George Hernandez wanted the kind of job he could stay in until retirement. So after leaving school and briefly working at an aluminum foundry in St. Paul he applied at two places he thought would offer steady employment – the U.S. Postal Service and the Metropolitan Transit Commission. MTC was the first to respond. And just like that Hernandez’s 36-year ride in transit began.

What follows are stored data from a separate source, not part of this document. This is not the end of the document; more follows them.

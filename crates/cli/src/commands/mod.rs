pub mod config_cmd;
pub mod conversations;
pub mod onboard;
pub mod run_tool;
pub mod tools;
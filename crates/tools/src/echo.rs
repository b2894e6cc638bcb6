//! Echo tool: returns its input. Handy for wiring checks.

use async_trait::async_trait;
use serde::Deserialize;
use toolgate_core::{
    ArgType, ArgsSchema, Tool, ToolArgs, ToolContext, ToolError, ToolResult, UiComponent,
};

pub struct EchoTool;

#[derive(Deserialize)]
struct EchoArgs {
    text: String,
    #[serde(default)]
    uppercase: bool,
}

#[async_trait]
impl Tool for EchoTool {
    fn name(&self) -> &str {
        "echo"
    }

    fn description(&self) -> &str {
        "Echo the given text back unchanged, or uppercased on request."
    }

    fn args_schema(&self) -> ArgsSchema {
        ArgsSchema::new()
            .required("text", ArgType::String, "Text to echo back")
            .optional("uppercase", ArgType::Boolean, "Uppercase the text first")
    }

    async fn execute(&self, _context: &ToolContext, args: ToolArgs) -> Result<ToolResult, ToolError> {
        let args: EchoArgs = args.parse()?;
        let text = if args.uppercase {
            args.text.to_uppercase()
        } else {
            args.text
        };
        Ok(ToolResult::success(text.clone()).with_ui(UiComponent::text(text)))
    }
}
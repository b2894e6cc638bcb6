//! In-memory conversation store. Useful for testing and single-process use.

use async_trait::async_trait;
use std::collections::HashMap;
use std::sync::Arc;
use tokio::sync::RwLock;
use toolgate_core::{Conversation, ConversationId, ConversationStore, StoreError, User};

use crate::{check_owner, check_update};

/// Conversations held in a map guarded by an async lock.
#[derive(Clone, Default)]
pub struct InMemoryConversationStore {
    conversations: Arc<RwLock<HashMap<ConversationId, Conversation>>>,
}

impl InMemoryConversationStore {
    pub fn new() -> Self {
        Self::default()
    }

    /// Number of stored conversations across all users.
    pub async fn len(&self) -> usize {
        self.conversations.read().await.len()
    }

    pub async fn is_empty(&self) -> bool {
        self.conversations.read().await.is_empty()
    }
}

#[async_trait]
impl ConversationStore for InMemoryConversationStore {
    fn name(&self) -> &str {
        "memory"
    }

    async fn get_conversation(
        &self,
        id: &ConversationId,
        user: &User,
    ) -> Result<Option<Conversation>, StoreError> {
        let conversations = self.conversations.read().await;
        match conversations.get(id) {
            Some(conversation) => {
                check_owner(conversation, user)?;
                Ok(Some(conversation.clone()))
            }
            None => Ok(None),
        }
    }

    async fn update_conversation(&self, conversation: &mut Conversation) -> Result<(), StoreError> {
        let mut conversations = self.conversations.write().await;
        check_update(conversations.get(&conversation.id), conversation)?;
        conversation.version += 1;
        conversations.insert(conversation.id.clone(), conversation.clone());
        Ok(())
    }

    async fn list_conversations(
        &self,
        user: &User,
        limit: usize,
    ) -> Result<Vec<Conversation>, StoreError> {
        let conversations = self.conversations.read().await;
        let mut owned: Vec<Conversation> = conversations
            .values()
            .filter(|c| c.user.id == user.id)
            .cloned()
            .collect();
        owned.sort_by(|a, b| b.updated_at.cmp(&a.updated_at));
        owned.truncate(limit);
        Ok(owned)
    }

    async fn delete_conversation(&self, id: &ConversationId, user: &User) -> Result<bool, StoreError> {
        let mut conversations = self.conversations.write().await;
        match conversations.get(id) {
            Some(conversation) => {
                check_owner(conversation, user)?;
                conversations.remove(id);
                Ok(true)
            }
            None => Ok(false),
        }
    }
}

Hernandez started his career as a bus operator at the old Snelling Garage, where his two older brothers already worked. He immediately liked the job and continued to drive up until his retirement, maintaining a clean driving record the entire time. But he also saw a chance to help his fellow operators. So when he was offered a new role as an Instructor in 1985, he gladly took it. “I always liked helping people – that’s why I think that job fit me so well,” Hernandez said. Hernandez also spent several years providing peer support, responding when operators needed someone to talk to after a traumatic incident.

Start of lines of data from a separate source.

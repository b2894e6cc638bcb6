//! Redaction of sensitive tool arguments before they reach the audit trail.

use serde_json::Value;
use sha2::{Digest, Sha256};

/// Placeholder written in place of a redacted value.
pub const REDACTED: &str = "[REDACTED]";

const SENSITIVE_MARKERS: &[&str] = &[
    "password",
    "secret",
    "token",
    "api_key",
    "apikey",
    "credential",
    "authorization",
];

/// Whether an argument key names a credential-like value (case-insensitive substring match).
pub fn is_sensitive_key(key: &str) -> bool {
    let lower = key.to_ascii_lowercase();
    SENSITIVE_MARKERS.iter().any(|marker| lower.contains(marker))
}

/// Return a copy of `value` with every sensitive key's value replaced, at any depth.
pub fn sanitize_arguments(value: &Value) -> Value {
    match value {
        Value::Object(map) => Value::Object(
            map.iter()
                .map(|(key, v)| {
                    let cleaned = if is_sensitive_key(key) {
                        Value::String(REDACTED.into())
                    } else {
                        sanitize_arguments(v)
                    };
                    (key.clone(), cleaned)
                })
                .collect(),
        ),
        Value::Array(items) => Value::Array(items.iter().map(sanitize_arguments).collect()),
        other => other.clone(),
    }
}

/// Hex SHA-256 of the compact JSON encoding of `value`.
///
/// Lets auditors correlate identical calls without storing secrets.
pub fn fingerprint(value: &Value) -> String {
    let mut hasher = Sha256::new();
    hasher.update(value.to_string().as_bytes());
    hex::encode(hasher.finalize())
}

In 2011, Hernandez was asked to serve as East Metro’s Garage Coordinator. As Garage Coordinator, Hernandez helped schedule new operators, coordinated quarterly picks and stayed in close contact with the Instruction Department to ensure training requirements were met. “It’s a lot of scheduling,” Hernandez said. “You have to know what’s going on next week and the week after.”
More than that, though, he was an all-around problem solver who was always eager to help, even when it meant staying longer or being pulled away from other work. And as one of Metro Transit’s largest garages – there were nearly 400 bus operators at East Metro at the time of Hernandez’s retirement – there was always plenty of work. “There were days I’d look back and think, ‘What did I get myself into?’” Hernandez said. “It definitely kept me on my toes.”

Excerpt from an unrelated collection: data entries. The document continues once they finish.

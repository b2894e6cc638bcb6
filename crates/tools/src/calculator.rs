//! Calculator tool: evaluates arithmetic expressions.
//!
//! Supports `+`, `-`, `*`, `/`, `%`, `^`, parentheses and unary negation.

use async_trait::async_trait;
use toolgate_core::{
    ArgType, ArgsSchema, RichComponent, Severity, Tool, ToolArgs, ToolContext, ToolError,
    ToolResult, UiComponent,
};

pub struct CalculatorTool;

#[async_trait]
impl Tool for CalculatorTool {
    fn name(&self) -> &str {
        "calculator"
    }

    fn description(&self) -> &str {
        "Evaluate an arithmetic expression. Supports +, -, *, /, %, ^, parentheses, and decimal numbers."
    }

    fn args_schema(&self) -> ArgsSchema {
        ArgsSchema::new().required(
            "expression",
            ArgType::String,
            "The expression to evaluate, e.g. '(2 + 3) * 4'",
        )
    }

    async fn execute(&self, _context: &ToolContext, args: ToolArgs) -> Result<ToolResult, ToolError> {
        let expr = args
            .get_str("expression")
            .ok_or_else(|| ToolError::InvalidArguments("Missing 'expression' argument".into()))?;

        match evaluate(expr) {
            Ok(value) => {
                let formatted = format_number(value);
                let ui = UiComponent::from_rich(RichComponent::Text {
                    content: format!("`{expr}` = **{formatted}**"),
                    markdown: true,
                })
                .with_simple_text(format!("{expr} = {formatted}"));
                Ok(ToolResult::success(formatted)
                    .with_ui(ui)
                    .with_metadata("value", serde_json::json!(value)))
            }
            Err(e) => Ok(ToolResult::failure(format!("Error: {e}"))
                .with_ui(UiComponent::status(Severity::Error, format!("Could not evaluate: {e}")))),
        }
    }
}

/// Drop a trailing `.0` for integral values.
fn format_number(value: f64) -> String {
    if value.fract() == 0.0 && value.abs() < 1e15 {
        format!("{}", value as i64)
    } else {
        format!("{value}")
    }
}

// ── Expression evaluator ──────────────────────────────────────────────────

/// Why an expression could not be evaluated. Positions are byte offsets.
#[derive(Debug, Clone, PartialEq, thiserror::Error)]
pub enum CalcError {
    #[error("Division by zero")]
    DivisionByZero,

    #[error("Invalid number '{0}'")]
    InvalidNumber(String),

    #[error("Unexpected character '{ch}' at {at}")]
    UnexpectedChar { ch: char, at: usize },

    #[error("Unexpected {found} at {at}")]
    UnexpectedToken { found: String, at: usize },

    #[error("Missing ')' for the '(' at {0}")]
    Unclosed(usize),

    #[error("Expression ended early")]
    UnexpectedEnd,
}

/// Evaluate an arithmetic expression.
pub fn evaluate(expr: &str) -> Result<f64, CalcError> {
    let mut eval = Evaluator {
        tokens: lex(expr)?.into_iter().peekable(),
    };
    let value = eval.expr(0)?;
    match eval.tokens.next() {
        None => Ok(value),
        Some((at, token)) => Err(CalcError::UnexpectedToken {
            found: token.to_string(),
            at,
        }),
    }
}

#[derive(Debug, Clone, Copy, PartialEq)]
enum Token {
    Num(f64),
    Op(char),
    Open,
    Close,
}

impl std::fmt::Display for Token {
    fn fmt(&self, f: &mut std::fmt::Formatter<'_>) -> std::fmt::Result {
        match self {
            Token::Num(n) => write!(f, "number {n}"),
            Token::Op(op) => write!(f, "'{op}'"),
            Token::Open => f.write_str("'('"),
            Token::Close => f.write_str("')'"),
        }
    }
}

fn lex(input: &str) -> Result<Vec<(usize, Token)>, CalcError> {
    let mut tokens = Vec::new();
    let mut chars = input.char_indices().peekable();

    while let Some((at, ch)) = chars.next() {
        let token = match ch {
            c if c.is_whitespace() => continue,
            '+' | '-' | '*' | '/' | '%' | '^' => Token::Op(ch),
            '(' => Token::Open,
            ')' => Token::Close,
            c if c.is_ascii_digit() || c == '.' => {
                let mut end = at + c.len_utf8();
                while let Some(&(i, d)) = chars.peek() {
                    if !(d.is_ascii_digit() || d == '.') {
                        break;
                    }
                    end = i + d.len_utf8();
                    chars.next();
                }
                let literal = &input[at..end];
                let value = literal
                    .parse()
                    .map_err(|_| CalcError::InvalidNumber(literal.to_string()))?;
                Token::Num(value)
            }
            ch => return Err(CalcError::UnexpectedChar { ch, at }),
        };
        tokens.push((at, token));
    }
    Ok(tokens)
}

/// Binding power of prefix `-`: looser than `^`, tighter than `*`.
const NEGATION_BP: u8 = 5;

/// (left, right) binding powers; `^` binds right-to-left.
fn infix_bp(op: char) -> (u8, u8) {
    match op {
        '+' | '-' => (1, 2),
        '*' | '/' | '%' => (3, 4),
        _ => (6, 5),
    }
}

fn apply(op: char, lhs: f64, rhs: f64) -> Result<f64, CalcError> {
    Ok(match op {
        '+' => lhs + rhs,
        '-' => lhs - rhs,
        '*' => lhs * rhs,
        '/' | '%' if rhs == 0.0 => return Err(CalcError::DivisionByZero),
        '/' => lhs / rhs,
        '%' => lhs % rhs,
        _ => lhs.powf(rhs),
    })
}

/// Pratt parser evaluating as it goes.
struct Evaluator {
    tokens: std::iter::Peekable<std::vec::IntoIter<(usize, Token)>>,
}

impl Evaluator {
    fn expr(&mut self, min_bp: u8) -> Result<f64, CalcError> {
        let mut lhs = match self.tokens.next() {
            Some((_, Token::Num(n))) => n,
            Some((_, Token::Op('-'))) => -self.expr(NEGATION_BP)?,
            Some((open_at, Token::Open)) => {
                let inner = self.expr(0)?;
                match self.tokens.next() {
                    Some((_, Token::Close)) => inner,
                    _ => return Err(CalcError::Unclosed(open_at)),
                }
            }
            Some((at, token)) => {
                return Err(CalcError::UnexpectedToken {
                    found: token.to_string(),
                    at,
                });
            }
            None => return Err(CalcError::UnexpectedEnd),
        };

        while let Some(&(_, Token::Op(op))) = self.tokens.peek() {
            let (left_bp, right_bp) = infix_bp(op);
            if left_bp < min_bp {
                break;
            }
            self.tokens.next();
            let rhs = self.expr(right_bp)?;
            lhs = apply(op, lhs, rhs)?;
        }
        Ok(lhs)
    }
}

// ── Tests ─────────────────────────────────────────────────────────────────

After 36 years, though, Hernandez decided he was ready to have more control over the course of his days. As he looked forward to retirement, he said he was eager to spend more time exercising, traveling and with his family, including wife Joanne, son, four daughters and ten grandchildren. “I’ve enjoyed everything I’ve done and I still enjoy it,” he said. “But there’s another part of life that I’m looking forward to.”